Dataset entries:
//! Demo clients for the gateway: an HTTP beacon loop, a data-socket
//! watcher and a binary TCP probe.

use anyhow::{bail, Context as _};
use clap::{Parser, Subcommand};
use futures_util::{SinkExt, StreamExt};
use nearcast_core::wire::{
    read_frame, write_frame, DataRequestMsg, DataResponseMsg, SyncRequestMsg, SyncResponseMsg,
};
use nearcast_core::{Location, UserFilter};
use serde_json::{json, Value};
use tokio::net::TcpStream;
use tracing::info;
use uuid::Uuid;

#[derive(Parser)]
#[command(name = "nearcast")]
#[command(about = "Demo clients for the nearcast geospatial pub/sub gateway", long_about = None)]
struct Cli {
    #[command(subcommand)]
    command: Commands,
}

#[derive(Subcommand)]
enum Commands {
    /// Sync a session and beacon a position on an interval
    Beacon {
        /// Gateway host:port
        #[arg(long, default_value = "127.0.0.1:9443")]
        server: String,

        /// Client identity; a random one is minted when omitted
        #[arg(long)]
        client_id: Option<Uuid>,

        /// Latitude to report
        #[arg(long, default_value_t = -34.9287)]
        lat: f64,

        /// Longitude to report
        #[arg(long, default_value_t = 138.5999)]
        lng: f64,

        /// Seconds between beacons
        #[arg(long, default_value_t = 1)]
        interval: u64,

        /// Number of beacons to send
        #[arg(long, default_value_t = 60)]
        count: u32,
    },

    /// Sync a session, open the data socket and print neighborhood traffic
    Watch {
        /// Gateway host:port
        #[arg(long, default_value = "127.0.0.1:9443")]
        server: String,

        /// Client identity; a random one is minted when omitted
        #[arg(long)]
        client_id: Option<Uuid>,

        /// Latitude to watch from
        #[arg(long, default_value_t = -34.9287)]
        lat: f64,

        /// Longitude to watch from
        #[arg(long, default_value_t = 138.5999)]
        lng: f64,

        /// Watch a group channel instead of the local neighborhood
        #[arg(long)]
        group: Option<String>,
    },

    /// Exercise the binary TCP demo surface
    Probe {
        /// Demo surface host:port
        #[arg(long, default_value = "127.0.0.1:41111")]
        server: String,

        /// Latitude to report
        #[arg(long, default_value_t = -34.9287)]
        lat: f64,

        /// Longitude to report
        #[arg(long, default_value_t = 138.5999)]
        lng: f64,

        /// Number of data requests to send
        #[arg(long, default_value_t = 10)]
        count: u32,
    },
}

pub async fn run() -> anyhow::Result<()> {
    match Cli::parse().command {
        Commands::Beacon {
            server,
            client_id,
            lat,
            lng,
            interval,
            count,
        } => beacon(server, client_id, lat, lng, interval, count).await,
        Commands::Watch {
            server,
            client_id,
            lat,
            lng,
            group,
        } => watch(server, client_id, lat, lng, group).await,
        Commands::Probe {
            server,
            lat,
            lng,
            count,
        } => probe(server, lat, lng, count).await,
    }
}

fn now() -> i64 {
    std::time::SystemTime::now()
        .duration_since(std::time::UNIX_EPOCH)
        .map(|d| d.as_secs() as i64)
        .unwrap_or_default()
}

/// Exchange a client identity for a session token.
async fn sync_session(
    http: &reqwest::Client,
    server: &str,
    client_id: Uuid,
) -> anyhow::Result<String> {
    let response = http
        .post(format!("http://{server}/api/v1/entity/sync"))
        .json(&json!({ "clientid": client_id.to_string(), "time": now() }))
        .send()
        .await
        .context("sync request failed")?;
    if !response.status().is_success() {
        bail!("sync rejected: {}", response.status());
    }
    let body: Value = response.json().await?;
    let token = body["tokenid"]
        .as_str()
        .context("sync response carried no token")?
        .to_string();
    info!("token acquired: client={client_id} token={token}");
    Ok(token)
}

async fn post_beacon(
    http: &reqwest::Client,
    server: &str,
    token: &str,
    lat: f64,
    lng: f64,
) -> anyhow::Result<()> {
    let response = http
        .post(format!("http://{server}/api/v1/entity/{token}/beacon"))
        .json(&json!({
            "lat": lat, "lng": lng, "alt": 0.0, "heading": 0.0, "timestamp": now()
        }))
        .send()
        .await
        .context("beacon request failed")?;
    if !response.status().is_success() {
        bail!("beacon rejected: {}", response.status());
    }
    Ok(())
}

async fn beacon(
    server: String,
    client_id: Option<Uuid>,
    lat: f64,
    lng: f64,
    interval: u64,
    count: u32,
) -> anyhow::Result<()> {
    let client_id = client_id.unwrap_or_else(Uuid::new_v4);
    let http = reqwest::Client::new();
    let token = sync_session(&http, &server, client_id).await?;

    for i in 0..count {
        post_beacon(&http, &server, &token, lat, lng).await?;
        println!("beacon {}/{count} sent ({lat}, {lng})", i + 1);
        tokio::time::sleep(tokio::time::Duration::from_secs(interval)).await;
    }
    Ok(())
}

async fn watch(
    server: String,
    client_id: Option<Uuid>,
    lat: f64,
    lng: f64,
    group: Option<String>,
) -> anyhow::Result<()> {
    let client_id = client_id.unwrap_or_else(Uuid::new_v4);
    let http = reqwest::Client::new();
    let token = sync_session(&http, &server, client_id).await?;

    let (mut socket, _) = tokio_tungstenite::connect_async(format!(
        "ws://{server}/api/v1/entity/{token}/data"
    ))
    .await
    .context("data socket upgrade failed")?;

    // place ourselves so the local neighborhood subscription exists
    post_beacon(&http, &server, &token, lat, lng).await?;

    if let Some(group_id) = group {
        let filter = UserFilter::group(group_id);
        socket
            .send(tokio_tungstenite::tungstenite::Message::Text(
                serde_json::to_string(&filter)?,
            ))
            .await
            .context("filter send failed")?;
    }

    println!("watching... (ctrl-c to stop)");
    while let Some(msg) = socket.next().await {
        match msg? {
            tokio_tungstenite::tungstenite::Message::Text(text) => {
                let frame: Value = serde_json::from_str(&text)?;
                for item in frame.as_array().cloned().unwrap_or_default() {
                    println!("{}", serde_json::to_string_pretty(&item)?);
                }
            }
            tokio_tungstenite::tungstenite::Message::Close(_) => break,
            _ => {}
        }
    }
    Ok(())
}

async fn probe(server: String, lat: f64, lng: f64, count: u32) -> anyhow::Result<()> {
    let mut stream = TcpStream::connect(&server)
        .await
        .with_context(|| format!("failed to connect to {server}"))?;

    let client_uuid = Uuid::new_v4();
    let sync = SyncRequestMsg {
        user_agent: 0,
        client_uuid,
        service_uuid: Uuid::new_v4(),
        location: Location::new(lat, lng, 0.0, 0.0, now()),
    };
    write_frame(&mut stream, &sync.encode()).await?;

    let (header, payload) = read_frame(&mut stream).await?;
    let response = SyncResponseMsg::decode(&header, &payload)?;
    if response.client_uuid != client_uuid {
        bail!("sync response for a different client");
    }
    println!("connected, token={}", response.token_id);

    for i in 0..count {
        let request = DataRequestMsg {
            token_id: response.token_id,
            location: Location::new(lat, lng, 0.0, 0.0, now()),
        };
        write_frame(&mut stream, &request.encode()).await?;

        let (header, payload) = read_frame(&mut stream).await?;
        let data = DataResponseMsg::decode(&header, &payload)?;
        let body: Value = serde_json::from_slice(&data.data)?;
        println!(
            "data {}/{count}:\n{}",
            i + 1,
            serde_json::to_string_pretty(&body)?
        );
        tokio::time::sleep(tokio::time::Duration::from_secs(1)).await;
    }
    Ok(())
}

...

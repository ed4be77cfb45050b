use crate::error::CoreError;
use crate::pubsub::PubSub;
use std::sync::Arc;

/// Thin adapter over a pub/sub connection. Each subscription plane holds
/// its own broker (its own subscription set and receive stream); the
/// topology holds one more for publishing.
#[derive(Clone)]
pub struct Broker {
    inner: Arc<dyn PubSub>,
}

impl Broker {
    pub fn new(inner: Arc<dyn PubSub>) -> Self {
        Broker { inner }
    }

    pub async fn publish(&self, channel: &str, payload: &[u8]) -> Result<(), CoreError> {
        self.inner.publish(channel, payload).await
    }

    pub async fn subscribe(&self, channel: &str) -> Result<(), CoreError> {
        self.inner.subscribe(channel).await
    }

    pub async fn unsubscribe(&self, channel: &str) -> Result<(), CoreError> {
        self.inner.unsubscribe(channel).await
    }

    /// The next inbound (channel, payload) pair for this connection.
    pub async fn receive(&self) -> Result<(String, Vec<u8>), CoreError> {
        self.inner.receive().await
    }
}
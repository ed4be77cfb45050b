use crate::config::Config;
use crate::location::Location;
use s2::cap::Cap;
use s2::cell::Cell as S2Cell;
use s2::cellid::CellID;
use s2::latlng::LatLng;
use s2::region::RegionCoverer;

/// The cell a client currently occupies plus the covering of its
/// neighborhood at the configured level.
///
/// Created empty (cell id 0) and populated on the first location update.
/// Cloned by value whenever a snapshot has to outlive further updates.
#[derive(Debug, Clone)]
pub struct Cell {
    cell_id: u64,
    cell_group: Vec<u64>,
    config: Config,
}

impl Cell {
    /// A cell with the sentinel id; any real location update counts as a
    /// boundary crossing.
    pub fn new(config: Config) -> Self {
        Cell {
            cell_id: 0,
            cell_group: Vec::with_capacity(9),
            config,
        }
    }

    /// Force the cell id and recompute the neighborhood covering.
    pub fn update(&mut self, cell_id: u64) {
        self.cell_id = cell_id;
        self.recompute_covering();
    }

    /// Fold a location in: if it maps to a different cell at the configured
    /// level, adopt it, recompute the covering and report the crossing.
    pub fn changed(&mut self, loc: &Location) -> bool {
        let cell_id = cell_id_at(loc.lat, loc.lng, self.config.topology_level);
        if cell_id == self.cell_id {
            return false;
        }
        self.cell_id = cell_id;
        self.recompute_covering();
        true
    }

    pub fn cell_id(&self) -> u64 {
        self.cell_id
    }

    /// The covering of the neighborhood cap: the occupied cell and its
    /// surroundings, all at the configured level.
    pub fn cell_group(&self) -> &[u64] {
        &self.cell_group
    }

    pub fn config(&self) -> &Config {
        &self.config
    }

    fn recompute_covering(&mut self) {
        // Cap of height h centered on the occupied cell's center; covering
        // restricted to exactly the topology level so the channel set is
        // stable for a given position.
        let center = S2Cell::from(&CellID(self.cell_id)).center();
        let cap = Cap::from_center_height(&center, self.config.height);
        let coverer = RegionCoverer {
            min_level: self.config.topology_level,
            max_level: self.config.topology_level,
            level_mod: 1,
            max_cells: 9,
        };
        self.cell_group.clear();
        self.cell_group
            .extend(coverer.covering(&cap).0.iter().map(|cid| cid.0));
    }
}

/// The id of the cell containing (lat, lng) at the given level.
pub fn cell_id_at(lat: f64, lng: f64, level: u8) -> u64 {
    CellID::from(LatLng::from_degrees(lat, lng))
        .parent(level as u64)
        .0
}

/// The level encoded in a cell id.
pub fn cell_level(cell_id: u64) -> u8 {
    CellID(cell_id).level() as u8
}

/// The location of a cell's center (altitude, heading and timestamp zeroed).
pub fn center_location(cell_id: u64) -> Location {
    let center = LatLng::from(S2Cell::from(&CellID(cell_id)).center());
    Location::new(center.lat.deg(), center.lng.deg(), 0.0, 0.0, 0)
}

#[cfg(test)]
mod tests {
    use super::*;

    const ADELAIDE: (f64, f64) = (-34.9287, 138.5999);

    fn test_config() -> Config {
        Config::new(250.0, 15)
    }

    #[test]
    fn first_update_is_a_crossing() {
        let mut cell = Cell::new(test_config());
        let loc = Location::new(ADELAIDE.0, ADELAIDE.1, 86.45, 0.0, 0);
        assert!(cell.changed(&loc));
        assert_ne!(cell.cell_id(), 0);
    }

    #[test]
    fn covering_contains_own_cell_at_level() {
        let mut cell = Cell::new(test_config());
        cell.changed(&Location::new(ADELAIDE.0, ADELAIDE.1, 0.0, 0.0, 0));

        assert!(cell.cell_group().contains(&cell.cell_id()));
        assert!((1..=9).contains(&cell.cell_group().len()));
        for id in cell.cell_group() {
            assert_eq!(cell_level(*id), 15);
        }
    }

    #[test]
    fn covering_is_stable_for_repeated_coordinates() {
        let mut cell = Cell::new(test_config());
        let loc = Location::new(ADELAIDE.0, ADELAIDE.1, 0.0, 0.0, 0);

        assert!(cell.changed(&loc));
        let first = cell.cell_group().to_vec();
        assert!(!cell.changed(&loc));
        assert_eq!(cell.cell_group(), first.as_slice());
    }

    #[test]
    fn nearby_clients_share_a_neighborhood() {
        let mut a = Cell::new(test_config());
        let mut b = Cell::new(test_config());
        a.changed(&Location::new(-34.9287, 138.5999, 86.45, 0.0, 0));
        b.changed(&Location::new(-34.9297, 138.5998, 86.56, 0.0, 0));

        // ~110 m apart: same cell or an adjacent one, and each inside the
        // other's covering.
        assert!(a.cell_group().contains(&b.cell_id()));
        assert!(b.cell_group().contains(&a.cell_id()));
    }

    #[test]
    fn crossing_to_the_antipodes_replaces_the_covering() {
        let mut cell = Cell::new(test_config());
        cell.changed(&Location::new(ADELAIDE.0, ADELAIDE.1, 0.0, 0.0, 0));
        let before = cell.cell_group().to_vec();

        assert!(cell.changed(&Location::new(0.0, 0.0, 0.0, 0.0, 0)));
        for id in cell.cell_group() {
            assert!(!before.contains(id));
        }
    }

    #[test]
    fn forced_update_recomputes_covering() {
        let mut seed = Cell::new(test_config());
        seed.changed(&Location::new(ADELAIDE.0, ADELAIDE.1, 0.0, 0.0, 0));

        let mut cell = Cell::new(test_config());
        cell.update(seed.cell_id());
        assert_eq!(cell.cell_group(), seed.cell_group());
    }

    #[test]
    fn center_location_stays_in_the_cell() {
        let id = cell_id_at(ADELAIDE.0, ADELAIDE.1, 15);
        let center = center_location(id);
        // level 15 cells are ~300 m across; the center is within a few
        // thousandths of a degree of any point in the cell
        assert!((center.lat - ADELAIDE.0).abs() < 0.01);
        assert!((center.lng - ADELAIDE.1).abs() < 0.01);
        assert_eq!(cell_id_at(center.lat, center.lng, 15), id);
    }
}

* [Problem statement]:
Each line in the records above with "body" must be returned.

* [Task output]:
    let body: Value = response.json().await?;
    let token = body["tokenid"]
        let body: Value = serde_json::from_slice(&data.data)?;
            serde_json::to_string_pretty(&body)?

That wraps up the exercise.